Data for review Block Start

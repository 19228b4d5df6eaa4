//! Containers and the placeable capability.
//!
//! A [`Placeable`] is anything a container can size and position. A
//! [`Container`] is a placeable that owns cells and arranges them.
//! [`ContainerView`] is the general container: every cell is aligned
//! independently inside the container's content rect, so cells may overlap.
//! [`StackView`](crate::StackView) builds on it to lay cells out in a line.
//!
//! Child rects are in the parent's local coordinates: a container arranges
//! its children inside `(0, 0, width, height)` of its own rect.
//!
//! ```
//! use boxlayout::{Alignment, Container, ContainerView, FixedView, LayoutContext, Rect, Size};
//!
//! let mut panel = ContainerView::new("panel");
//! let badge = panel.add(FixedView::new("badge", Size::new(10.0, 10.0)), Alignment::TOP_RIGHT);
//! let body = panel.add(FixedView::new("body", Size::ZERO), Alignment::EXPAND | Alignment::NON_PROP | Alignment::CENTER);
//!
//! panel.layout(Rect::new(0.0, 0.0, 100.0, 50.0), &LayoutContext::default()).unwrap();
//! assert_eq!(panel.child(badge).unwrap().rect(), Rect::new(90.0, 0.0, 10.0, 10.0));
//! assert_eq!(panel.child(body).unwrap().rect(), Rect::new(0.0, 0.0, 100.0, 50.0));
//! ```

use core::cmp::Ordering;

#[cfg(not(feature = "std"))]
use alloc::{boxed::Box, string::String, vec::Vec};

use crate::alignment::Alignment;
use crate::cell::{Cell, CellId, CellSpec};
use crate::context::LayoutContext;
use crate::error::LayoutError;
use crate::geometry::{Insets, Pos, Rect, Size};

/// Something a container can measure and position.
pub trait Placeable {
    /// Size this child would like when offered `available`.
    ///
    /// Must be finite and non-negative; anything else aborts the
    /// arrangement of the parent.
    fn natural_size(&self, available: Size, ctx: &LayoutContext) -> Size;

    /// Accept the rect assigned by the parent.
    fn set_rect(&mut self, rect: Rect);

    /// The last rect assigned.
    fn rect(&self) -> Rect;

    fn name(&self) -> &str {
        ""
    }

    /// The container behind this child, if it is one.
    fn as_container(&self) -> Option<&dyn Container> {
        None
    }

    /// Mutable access to the container behind this child, if it is one.
    /// Arrangement recurses through this.
    fn as_container_mut(&mut self) -> Option<&mut dyn Container> {
        None
    }
}

/// A placeable that owns cells and arranges them.
pub trait Container: Placeable {
    /// The cell list and shared container state.
    fn base(&self) -> &ContainerView;

    fn base_mut(&mut self) -> &mut ContainerView;

    /// Place every non-collapsed cell inside the current rect and recurse
    /// into child containers. `depth` is this container's nesting level.
    ///
    /// Contract violations are reported before any child of this container
    /// is moved.
    fn arrange_children(&mut self, ctx: &LayoutContext, depth: usize) -> Result<(), LayoutError>;

    /// Assign `rect` to this container and arrange the whole tree below it.
    ///
    /// The tree is checked for alignment and nesting errors first, so a bad
    /// cell anywhere leaves every child where it was.
    fn layout(&mut self, rect: Rect, ctx: &LayoutContext) -> Result<(), LayoutError> {
        self.base().validate_tree(ctx, 0)?;
        self.set_rect(ctx.snap(rect));
        self.arrange_children(ctx, 0)
    }
}

/// General container: aligns each cell independently in its content rect.
pub struct ContainerView {
    pub(crate) name: String,
    pub(crate) rect: Rect,
    pub(crate) insets: Insets,
    pub(crate) min_size: Size,
    pub(crate) cells: Vec<Cell>,
    next_id: u32,
}

impl ContainerView {
    pub fn new(name: impl Into<String>) -> Self {
        Self {
            name: name.into(),
            rect: Rect::ZERO,
            insets: Insets::ZERO,
            min_size: Size::ZERO,
            cells: Vec::new(),
            next_id: 0,
        }
    }

    /// Set the inset between the container's rect and its content rect.
    pub fn with_insets(mut self, insets: Insets) -> Self {
        self.insets = insets;
        self
    }

    /// Set the smallest natural size the container reports.
    pub fn with_min_size(mut self, min_size: Size) -> Self {
        self.min_size = min_size;
        self
    }

    pub fn set_insets(&mut self, insets: Insets) {
        self.insets = insets;
    }

    pub fn insets(&self) -> Insets {
        self.insets
    }

    pub fn set_min_size(&mut self, min_size: Size) {
        self.min_size = min_size;
    }

    pub fn min_size(&self) -> Size {
        self.min_size
    }

    /// Add a cell, returning its handle.
    pub fn add_cell(&mut self, spec: CellSpec) -> CellId {
        let id = CellId(self.next_id);
        self.next_id += 1;
        let index = spec.index.map_or(self.cells.len(), |i| i.min(self.cells.len()));
        self.cells.insert(index, Cell::from_spec(id, spec));
        id
    }

    /// Append `view` with `alignment` and default settings.
    pub fn add(&mut self, view: impl Placeable + 'static, alignment: Alignment) -> CellId {
        self.add_cell(CellSpec::new(view, alignment))
    }

    /// Remove a cell, handing back its child.
    pub fn remove_cell(&mut self, id: CellId) -> Result<Box<dyn Placeable>, LayoutError> {
        let index = self.index_of(id)?;
        Ok(self.cells.remove(index).into_view())
    }

    /// Remove every cell.
    pub fn remove_all(&mut self) {
        self.cells.clear();
    }

    /// Swap the child of a cell, keeping the cell's settings. Returns the
    /// previous child.
    pub fn replace_child(
        &mut self,
        id: CellId,
        view: impl Placeable + 'static,
    ) -> Result<Box<dyn Placeable>, LayoutError> {
        let index = self.index_of(id)?;
        Ok(self.cells[index].replace_view(Box::new(view)))
    }

    /// Collapse or restore a cell. Returns whether the state changed.
    pub fn set_collapsed(&mut self, id: CellId, collapsed: bool) -> Result<bool, LayoutError> {
        let cell = self.cell_mut(id).ok_or(LayoutError::CellNotFound(id))?;
        let changed = cell.collapsed != collapsed;
        cell.collapsed = collapsed;
        Ok(changed)
    }

    pub fn set_alignment(&mut self, id: CellId, alignment: Alignment) -> Result<(), LayoutError> {
        let cell = self.cell_mut(id).ok_or(LayoutError::CellNotFound(id))?;
        cell.alignment = alignment;
        Ok(())
    }

    pub fn set_margin(&mut self, id: CellId, margin: Size) -> Result<(), LayoutError> {
        let cell = self.cell_mut(id).ok_or(LayoutError::CellNotFound(id))?;
        cell.margin = margin;
        Ok(())
    }

    pub fn cell(&self, id: CellId) -> Option<&Cell> {
        self.cells.iter().find(|c| c.id() == id)
    }

    pub fn cell_mut(&mut self, id: CellId) -> Option<&mut Cell> {
        self.cells.iter_mut().find(|c| c.id() == id)
    }

    /// Cells in layout order.
    pub fn cells(&self) -> &[Cell] {
        &self.cells
    }

    pub fn child(&self, id: CellId) -> Option<&dyn Placeable> {
        self.cell(id).map(Cell::view)
    }

    pub fn child_mut(&mut self, id: CellId) -> Option<&mut (dyn Placeable + 'static)> {
        self.cell_mut(id).map(Cell::view_mut)
    }

    /// Children in layout order, optionally including collapsed ones.
    pub fn children(&self, include_collapsed: bool) -> impl Iterator<Item = &dyn Placeable> {
        self.cells
            .iter()
            .filter(move |c| include_collapsed || !c.collapsed)
            .map(Cell::view)
    }

    /// First cell whose child has `name`.
    pub fn find_cell_by_name(&self, name: &str) -> Option<&Cell> {
        self.cells.iter().find(|c| c.name() == name)
    }

    pub fn contains(&self, id: CellId) -> bool {
        self.cell(id).is_some()
    }

    /// Reorder cells. The sort is stable and handles stay valid.
    pub fn sort_cells_by<F>(&mut self, compare: F)
    where
        F: FnMut(&Cell, &Cell) -> Ordering,
    {
        self.cells.sort_by(compare);
    }

    pub fn len(&self) -> usize {
        self.cells.len()
    }

    pub fn is_empty(&self) -> bool {
        self.cells.is_empty()
    }

    /// The container's own rect moved to the origin.
    pub fn local_rect(&self) -> Rect {
        Rect::from_pos_size(Pos::ZERO, self.rect.size())
    }

    /// [`local_rect`](Self::local_rect) reduced by the insets.
    pub fn content_rect(&self) -> Rect {
        self.local_rect().inset(self.insets)
    }

    fn index_of(&self, id: CellId) -> Result<usize, LayoutError> {
        self.cells
            .iter()
            .position(|c| c.id() == id)
            .ok_or(LayoutError::CellNotFound(id))
    }

    /// Every non-collapsed cell must name both axes.
    pub(crate) fn validate(&self) -> Result<(), LayoutError> {
        for cell in self.cells.iter().filter(|c| !c.collapsed) {
            if !cell.alignment.has_both_axes() {
                tracing::error!(
                    container = %self.name,
                    cell = %cell.id(),
                    child = cell.name(),
                    alignment = %cell.alignment,
                    "cell alignment lacks an axis, arrangement aborted"
                );
                return Err(LayoutError::MissingAxis {
                    cell: cell.id(),
                    alignment: cell.alignment,
                });
            }
        }
        Ok(())
    }

    /// [`validate`](Self::validate) this container and every container
    /// below it, enforcing the nesting limit.
    pub(crate) fn validate_tree(&self, ctx: &LayoutContext, depth: usize) -> Result<(), LayoutError> {
        ctx.check_depth(depth, &self.name)?;
        self.validate()?;
        for cell in self.cells.iter().filter(|c| !c.collapsed) {
            if let Some(child) = cell.view().as_container() {
                child.base().validate_tree(ctx, depth + 1)?;
            }
        }
        Ok(())
    }
}

impl core::fmt::Debug for ContainerView {
    fn fmt(&self, f: &mut core::fmt::Formatter<'_>) -> core::fmt::Result {
        f.debug_struct("ContainerView")
            .field("name", &self.name)
            .field("rect", &self.rect)
            .field("insets", &self.insets)
            .field("min_size", &self.min_size)
            .field("cells", &self.cells)
            .finish()
    }
}

impl Placeable for ContainerView {
    fn natural_size(&self, _available: Size, _ctx: &LayoutContext) -> Size {
        self.min_size
    }

    fn set_rect(&mut self, rect: Rect) {
        self.rect = rect;
    }

    fn rect(&self) -> Rect {
        self.rect
    }

    fn name(&self) -> &str {
        &self.name
    }

    fn as_container(&self) -> Option<&dyn Container> {
        Some(self)
    }

    fn as_container_mut(&mut self) -> Option<&mut dyn Container> {
        Some(self)
    }
}

impl Container for ContainerView {
    fn base(&self) -> &ContainerView {
        self
    }

    fn base_mut(&mut self) -> &mut ContainerView {
        self
    }

    fn arrange_children(&mut self, ctx: &LayoutContext, depth: usize) -> Result<(), LayoutError> {
        ctx.check_depth(depth, &self.name)?;
        self.validate()?;
        let local = self.local_rect();
        let content = self.content_rect();
        // Measure everything before moving anything.
        let sizes = self
            .cells
            .iter()
            .map(|cell| {
                if cell.collapsed {
                    Ok(None)
                } else {
                    let frame = if cell.free { local } else { content };
                    measure(cell, frame.size(), ctx).map(Some)
                }
            })
            .collect::<Result<Vec<_>, _>>()?;

        tracing::debug!(
            container = %self.name,
            cells = self.cells.len(),
            placed = sizes.iter().flatten().count(),
            "arranging container"
        );

        // Flow cells first, then free cells.
        for free_pass in [false, true] {
            for (cell, size) in self.cells.iter_mut().zip(&sizes) {
                let Some(size) = size else { continue };
                if cell.free != free_pass {
                    continue;
                }
                let frame = if cell.free { local } else { content };
                let rect = frame.align(*size, cell.alignment, cell.margin, cell.max_size);
                assign(cell, rect, ctx, depth)?;
            }
        }
        Ok(())
    }
}

/// Ask a cell's child for its natural size inside `total`, rejecting
/// negative, NaN or infinite answers.
pub(crate) fn measure(cell: &Cell, total: Size, ctx: &LayoutContext) -> Result<Size, LayoutError> {
    let size = cell.view().natural_size(cell.available_in(total), ctx);
    if !size.is_valid() {
        tracing::error!(
            cell = %cell.id(),
            child = cell.name(),
            ?size,
            "child reported an invalid natural size, arrangement aborted"
        );
        return Err(LayoutError::InvalidSize {
            cell: cell.id(),
            size,
        });
    }
    Ok(size)
}

/// Give a cell's child its final rect and arrange its own children.
/// Returns the rect actually assigned (after pixel snapping).
pub(crate) fn assign(
    cell: &mut Cell,
    rect: Rect,
    ctx: &LayoutContext,
    depth: usize,
) -> Result<Rect, LayoutError> {
    let rect = ctx.snap(rect);
    tracing::trace!(cell = %cell.id(), child = cell.name(), ?rect, "placed");
    let view = cell.view_mut();
    view.set_rect(rect);
    if let Some(container) = view.as_container_mut() {
        container.arrange_children(ctx, depth + 1)?;
    }
    Ok(rect)
}

/// A leaf with a fixed natural size: spacers, icons, test fixtures.
#[derive(Clone, Debug, PartialEq)]
pub struct FixedView {
    name: String,
    size: Size,
    rect: Rect,
}

impl FixedView {
    pub fn new(name: impl Into<String>, size: Size) -> Self {
        Self {
            name: name.into(),
            size,
            rect: Rect::ZERO,
        }
    }

    /// An unnamed leaf, typically used as flexible space.
    pub fn spacer(size: Size) -> Self {
        Self::new("", size)
    }

    pub fn set_size(&mut self, size: Size) {
        self.size = size;
    }
}

impl Placeable for FixedView {
    fn natural_size(&self, _available: Size, _ctx: &LayoutContext) -> Size {
        self.size
    }

    fn set_rect(&mut self, rect: Rect) {
        self.rect = rect;
    }

    fn rect(&self) -> Rect {
        self.rect
    }

    fn name(&self) -> &str {
        &self.name
    }
}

Data for review Block End

■ **Problem description**
Above is a listing; print exactly its lines from the one with "pub fn min_size(&self)" through the one with "and default settings.", and no other lines.

■ **Solution to the problem**
    pub fn min_size(&self) -> Size {
        self.min_size
    }

    /// Add a cell, returning its handle.
    pub fn add_cell(&mut self, spec: CellSpec) -> CellId {
        let id = CellId(self.next_id);
        self.next_id += 1;
        let index = spec.index.map_or(self.cells.len(), |i| i.min(self.cells.len()));
        self.cells.insert(index, Cell::from_spec(id, spec));
        id
    }

    /// Append `view` with `alignment` and default settings.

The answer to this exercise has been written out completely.